Under pressure to explain why Eskom was paying a shady Gupta-linked company hundreds of millions of rand, he resorted to that Eskom executive stock in trade, denial: “Eskom has no contract, and did not pay a cent [to Trillian].”

While the media remained sceptical and pressed for the real answer, public enterprise­s minister Lynne Brown lapped up the lie and repeated it to parliament with a straight face.

It was not long before it turned out that Eskom had gifted the then Salim Essa-controlled entity almost R500m of Eskom’s money. But the first lie was never going to be enough; another was needed to sustain it.

So Eskom commission­ed consultanc­y Oliver Wyman to check if the payments to Trillian were above board — and paid the firm for its services.

No sooner had Oliver Wyman informed him that the payments were not only irregular but possibly also criminal, than it seems a serious urge to fib wrestled with Singh.

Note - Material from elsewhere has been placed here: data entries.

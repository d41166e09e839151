use std::{collections::HashMap, num::NonZeroU32};

use serde::{Deserialize, Serialize};
use tracing::instrument;

use crate::{
    domain::{Classification, Dataset, RecordKey, RequirementRecord},
    table::Container,
};

/// The normalized record sent to the save and CSV export collaborators.
#[derive(Debug, Clone, PartialEq, Serialize, Deserialize)]
pub struct ExportRecord {
    /// The requirement text.
    pub text: String,
    /// The model's label.
    pub classification_ai: String,
    /// The model's confidence.
    pub confidence_ai: f64,
    /// The reviewer's label, or the placeholder if none was chosen.
    #[serde(default)]
    pub classification_user: Classification,
    /// The project, i.e. the uploaded file name.
    pub project: String,
    /// The source fragment the requirement was extracted from.
    pub original_text: String,
    /// Similarity between `text` and `original_text`.
    pub match_score: f64,
    /// The source page.
    pub page: NonZeroU32,
}

/// The rendered table and the dataset have fallen out of step.
#[derive(Debug, Clone, PartialEq, Eq, thiserror::Error)]
pub enum ExtractError {
    /// The number of rows differs from the number of records.
    #[error("table shows {rows} rows but the dataset holds {records} records")]
    RowCountMismatch {
        /// Rendered rows.
        rows: usize,
        /// Records in the dataset.
        records: usize,
    },
    /// A rendered row refers to a record that is not in the dataset.
    #[error("row for {0} has no record in the dataset")]
    UnknownRow(RecordKey),
    /// More than one record shares the identity of a rendered row.
    #[error("row for {0} matches more than one record in the dataset")]
    AmbiguousRow(RecordKey),
}

/// Builds one export record per rendered row, in rendered order.
///
/// Each row is matched to its record by identity, so the result does not
/// depend on the dataset and the view sharing an order.
///
/// # Errors
///
/// Returns an error if the row count differs from the dataset length, or if
/// a row refers to a record the dataset does not hold exactly once.
#[instrument(level = "debug", skip(container, dataset))]
pub fn extract(
    container: &Container,
    dataset: &Dataset,
    project: &str,
) -> Result<Vec<ExportRecord>, ExtractError> {
    let rows = container.rows();
    if rows.len() != dataset.len() {
        return Err(ExtractError::RowCountMismatch {
            rows: rows.len(),
            records: dataset.len(),
        });
    }

    let mut by_key: HashMap<(&str, NonZeroU32), (&RequirementRecord, usize)> =
        HashMap::with_capacity(dataset.len());
    for record in dataset.current() {
        by_key
            .entry((record.text.as_str(), record.page))
            .and_modify(|(_, count)| *count += 1)
            .or_insert((record, 1));
    }

    rows.iter()
        .map(|row| {
            let key = row.key();
            let record = match by_key.get(&(key.text.as_str(), key.page)) {
                Some(&(record, 1)) => record,
                Some(_) => return Err(ExtractError::AmbiguousRow(key.clone())),
                None => return Err(ExtractError::UnknownRow(key.clone())),
            };
            Ok(ExportRecord {
                text: record.text.clone(),
                classification_ai: record.ai_classification.clone(),
                confidence_ai: record.confidence,
                classification_user: row.selection.value(),
                project: project.to_string(),
                original_text: record.original_text.clone(),
                match_score: record.match_score,
                page: record.page,
            })
        })
        .collect()
}

#[cfg(test)]
#[allow(clippy::float_cmp)]
mod tests {
    use super::*;
    use crate::{
        domain::dataset::tests::{record, two_records},
        table::render,
    };

    #[test]
    fn untouched_table_exports_placeholders() {
        let dataset = Dataset::new(two_records());
        let mut container = Container::new();
        render(&mut container, dataset.current());

        let exported = extract(&container, &dataset, "spec.pdf").unwrap();

        assert_eq!(exported.len(), 2);
        assert!(
            exported
                .iter()
                .all(|r| r.classification_user == Classification::PLACEHOLDER)
        );
    }

    #[test]
    fn export_merges_record_fields_and_selection() {
        let dataset = Dataset::new(two_records());
        let mut container = Container::new();
        render(&mut container, dataset.current());
        container
            .row_mut(1)
            .unwrap()
            .selection
            .set(Classification::Security);

        let exported = extract(&container, &dataset, "spec.pdf").unwrap();

        let b = &exported[1];
        assert_eq!(b.text, "B");
        assert_eq!(b.classification_ai, "NF - Security");
        assert_eq!(b.confidence_ai, 0.9);
        assert_eq!(b.classification_user, Classification::Security);
        assert_eq!(b.project, "spec.pdf");
        assert_eq!(b.original_text, "B (source)");
        assert_eq!(b.page.get(), 2);
    }

    #[test]
    fn rows_are_matched_by_key_not_position() {
        let mut dataset = Dataset::new(two_records());
        let mut container = Container::new();
        render(&mut container, dataset.current());
        dataset.records_mut().reverse();

        let exported = extract(&container, &dataset, "p").unwrap();

        assert_eq!(exported[0].text, "A");
        assert_eq!(exported[0].confidence_ai, 0.5);
        assert_eq!(exported[1].text, "B");
    }

    #[test]
    fn row_count_mismatch_is_reported() {
        let dataset = Dataset::new(two_records());
        let container = Container::new();

        let error = extract(&container, &dataset, "p").unwrap_err();

        assert_eq!(
            error,
            ExtractError::RowCountMismatch {
                rows: 0,
                records: 2
            }
        );
    }

    #[test]
    fn unknown_row_is_reported() {
        let mut container = Container::new();
        render(&mut container, &two_records());
        let dataset = Dataset::new(vec![
            record("A", 1, "Functional", 0.5),
            record("C", 3, "Functional", 0.5),
        ]);

        let error = extract(&container, &dataset, "p").unwrap_err();

        assert!(matches!(error, ExtractError::UnknownRow(key) if key.text == "B"));
    }

    #[test]
    fn shared_identity_is_reported_instead_of_exporting_the_wrong_record() {
        let dataset = Dataset::new(vec![
            record("A", 1, "Functional", 0.2),
            record("A", 1, "NF - Legal", 0.8),
        ]);
        let mut container = Container::new();
        render(&mut container, dataset.current());

        let error = extract(&container, &dataset, "p").unwrap_err();

        assert!(matches!(
            error,
            ExtractError::AmbiguousRow(key) if key.text == "A" && key.page.get() == 1
        ));
    }
}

He allegedly authorised the firm’s communicat­ions desk to inform the media that Oliver Wyman had found absolutely nothing wrong with the money his office had paid Trillian: Oliver Wyman had apparently found it normal business practice to pay R500m to a shady entity with which Eskom had no contract, and from which it had received no invoice.

After all, why be entrusted with taxpayer funds if you can’t dish them out to friends?

But it seems Singh did not pay the firm enough to shut up. It took Eskom on and demanded a correction. The rest is still cooking . . .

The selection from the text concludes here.